WORK REQUIRED
Locate, in the data below, the line that contains "fn render_header(f: &mut" and the line that contains "fn render_card(f: &mut"; reproduce exactly those two lines and every line between them, nothing more.

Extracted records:
*** Block opens ***

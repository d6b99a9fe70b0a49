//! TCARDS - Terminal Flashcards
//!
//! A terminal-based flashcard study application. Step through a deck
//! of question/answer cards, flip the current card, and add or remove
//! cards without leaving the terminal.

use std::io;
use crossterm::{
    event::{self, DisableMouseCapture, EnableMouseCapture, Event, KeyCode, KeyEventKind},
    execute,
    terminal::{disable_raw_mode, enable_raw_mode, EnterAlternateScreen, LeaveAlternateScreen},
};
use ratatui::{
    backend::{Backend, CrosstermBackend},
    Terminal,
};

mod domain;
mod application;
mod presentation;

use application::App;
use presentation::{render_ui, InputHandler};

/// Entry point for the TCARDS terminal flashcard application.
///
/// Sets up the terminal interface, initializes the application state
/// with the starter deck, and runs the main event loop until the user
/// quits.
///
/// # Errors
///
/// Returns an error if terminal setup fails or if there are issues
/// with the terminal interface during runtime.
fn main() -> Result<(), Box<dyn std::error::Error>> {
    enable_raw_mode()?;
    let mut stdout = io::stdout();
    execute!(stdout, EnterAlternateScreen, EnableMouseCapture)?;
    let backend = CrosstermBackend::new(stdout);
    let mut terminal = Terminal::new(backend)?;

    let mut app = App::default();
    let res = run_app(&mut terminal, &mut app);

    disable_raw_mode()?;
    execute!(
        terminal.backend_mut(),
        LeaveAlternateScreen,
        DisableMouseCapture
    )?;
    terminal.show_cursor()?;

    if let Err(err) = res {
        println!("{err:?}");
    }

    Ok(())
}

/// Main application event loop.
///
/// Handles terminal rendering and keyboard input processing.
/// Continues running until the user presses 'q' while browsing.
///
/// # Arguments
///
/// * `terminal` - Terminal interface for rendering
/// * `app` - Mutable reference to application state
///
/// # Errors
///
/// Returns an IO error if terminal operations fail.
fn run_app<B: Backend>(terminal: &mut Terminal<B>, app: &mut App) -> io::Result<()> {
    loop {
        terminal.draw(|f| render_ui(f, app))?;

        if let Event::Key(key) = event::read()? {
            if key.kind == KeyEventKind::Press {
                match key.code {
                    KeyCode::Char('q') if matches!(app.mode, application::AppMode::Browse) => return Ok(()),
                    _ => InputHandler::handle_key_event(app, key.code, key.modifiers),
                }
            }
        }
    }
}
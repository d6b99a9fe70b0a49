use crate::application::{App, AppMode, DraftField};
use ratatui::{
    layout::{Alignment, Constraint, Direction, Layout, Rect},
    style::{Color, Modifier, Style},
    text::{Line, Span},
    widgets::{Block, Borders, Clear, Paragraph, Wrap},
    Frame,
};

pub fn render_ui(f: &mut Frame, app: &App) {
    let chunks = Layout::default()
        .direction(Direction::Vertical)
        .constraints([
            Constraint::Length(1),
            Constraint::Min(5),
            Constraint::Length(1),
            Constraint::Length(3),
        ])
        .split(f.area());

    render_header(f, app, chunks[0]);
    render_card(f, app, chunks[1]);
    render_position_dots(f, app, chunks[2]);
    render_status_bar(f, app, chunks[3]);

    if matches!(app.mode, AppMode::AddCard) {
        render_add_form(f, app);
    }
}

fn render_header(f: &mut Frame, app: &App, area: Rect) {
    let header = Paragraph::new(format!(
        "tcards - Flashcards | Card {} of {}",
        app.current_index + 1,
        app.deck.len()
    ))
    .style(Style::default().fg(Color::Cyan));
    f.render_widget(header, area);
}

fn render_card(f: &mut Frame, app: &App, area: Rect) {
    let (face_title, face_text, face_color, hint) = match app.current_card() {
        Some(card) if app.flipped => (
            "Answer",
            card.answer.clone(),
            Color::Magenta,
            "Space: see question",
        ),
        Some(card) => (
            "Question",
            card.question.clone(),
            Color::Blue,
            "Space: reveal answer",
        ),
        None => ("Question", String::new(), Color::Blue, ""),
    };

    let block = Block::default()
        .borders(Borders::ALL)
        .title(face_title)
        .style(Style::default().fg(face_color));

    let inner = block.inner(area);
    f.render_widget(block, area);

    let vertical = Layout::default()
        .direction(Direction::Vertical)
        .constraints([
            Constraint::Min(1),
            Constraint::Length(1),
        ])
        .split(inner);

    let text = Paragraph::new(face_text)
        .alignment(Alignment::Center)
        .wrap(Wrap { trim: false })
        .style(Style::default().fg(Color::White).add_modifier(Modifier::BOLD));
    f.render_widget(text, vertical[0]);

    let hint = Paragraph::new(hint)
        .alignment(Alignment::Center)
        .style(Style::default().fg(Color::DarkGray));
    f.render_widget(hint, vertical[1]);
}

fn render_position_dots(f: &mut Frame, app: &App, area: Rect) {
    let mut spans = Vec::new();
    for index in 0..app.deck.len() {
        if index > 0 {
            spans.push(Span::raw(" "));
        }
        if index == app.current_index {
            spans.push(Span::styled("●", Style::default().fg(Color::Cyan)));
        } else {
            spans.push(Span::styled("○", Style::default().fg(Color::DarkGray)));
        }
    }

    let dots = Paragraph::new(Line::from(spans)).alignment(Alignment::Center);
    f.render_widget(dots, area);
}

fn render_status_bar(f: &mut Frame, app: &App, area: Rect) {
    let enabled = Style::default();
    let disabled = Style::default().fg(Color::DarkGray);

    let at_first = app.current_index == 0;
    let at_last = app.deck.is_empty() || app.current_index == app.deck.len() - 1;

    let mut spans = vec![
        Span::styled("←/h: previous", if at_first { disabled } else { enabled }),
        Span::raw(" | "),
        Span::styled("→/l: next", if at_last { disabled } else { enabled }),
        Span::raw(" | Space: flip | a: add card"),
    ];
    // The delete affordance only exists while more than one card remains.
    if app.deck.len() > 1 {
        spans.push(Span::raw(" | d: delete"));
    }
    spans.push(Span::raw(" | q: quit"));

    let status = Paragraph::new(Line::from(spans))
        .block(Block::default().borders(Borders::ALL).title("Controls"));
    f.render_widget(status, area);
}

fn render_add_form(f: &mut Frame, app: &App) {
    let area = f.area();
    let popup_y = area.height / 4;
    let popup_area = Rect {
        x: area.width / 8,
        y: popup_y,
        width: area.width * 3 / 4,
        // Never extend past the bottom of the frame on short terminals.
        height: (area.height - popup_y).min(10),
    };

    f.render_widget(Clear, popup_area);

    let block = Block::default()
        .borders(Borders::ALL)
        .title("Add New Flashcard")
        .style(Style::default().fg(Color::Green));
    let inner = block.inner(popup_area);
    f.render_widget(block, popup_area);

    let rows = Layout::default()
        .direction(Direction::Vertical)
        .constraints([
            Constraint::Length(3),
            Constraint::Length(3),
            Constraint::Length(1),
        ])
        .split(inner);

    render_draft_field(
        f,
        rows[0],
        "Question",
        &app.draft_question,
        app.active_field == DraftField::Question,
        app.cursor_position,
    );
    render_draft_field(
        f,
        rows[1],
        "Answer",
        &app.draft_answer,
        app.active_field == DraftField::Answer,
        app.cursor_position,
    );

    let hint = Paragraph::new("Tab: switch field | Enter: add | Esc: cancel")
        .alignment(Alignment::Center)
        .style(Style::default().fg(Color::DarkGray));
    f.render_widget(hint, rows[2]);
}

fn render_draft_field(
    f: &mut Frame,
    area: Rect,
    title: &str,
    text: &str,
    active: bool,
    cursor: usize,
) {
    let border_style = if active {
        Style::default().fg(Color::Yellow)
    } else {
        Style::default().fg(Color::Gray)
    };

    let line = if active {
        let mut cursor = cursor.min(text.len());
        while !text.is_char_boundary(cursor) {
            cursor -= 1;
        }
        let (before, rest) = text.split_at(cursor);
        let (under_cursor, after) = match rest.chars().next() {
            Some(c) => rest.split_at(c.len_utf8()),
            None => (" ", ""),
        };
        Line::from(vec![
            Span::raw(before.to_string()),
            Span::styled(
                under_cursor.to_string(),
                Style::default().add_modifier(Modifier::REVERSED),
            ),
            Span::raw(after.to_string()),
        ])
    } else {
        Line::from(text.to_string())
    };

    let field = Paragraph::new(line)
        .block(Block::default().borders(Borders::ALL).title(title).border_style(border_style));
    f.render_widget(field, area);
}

*** Block closes ***

OUTPUT OF THE EXERCISE
fn render_header(f: &mut Frame, app: &App, area: Rect) {
    let header = Paragraph::new(format!(
        "tcards - Flashcards | Card {} of {}",
        app.current_index + 1,
        app.deck.len()
    ))
    .style(Style::default().fg(Color::Cyan));
    f.render_widget(header, area);
}

fn render_card(f: &mut Frame, app: &App, area: Rect) {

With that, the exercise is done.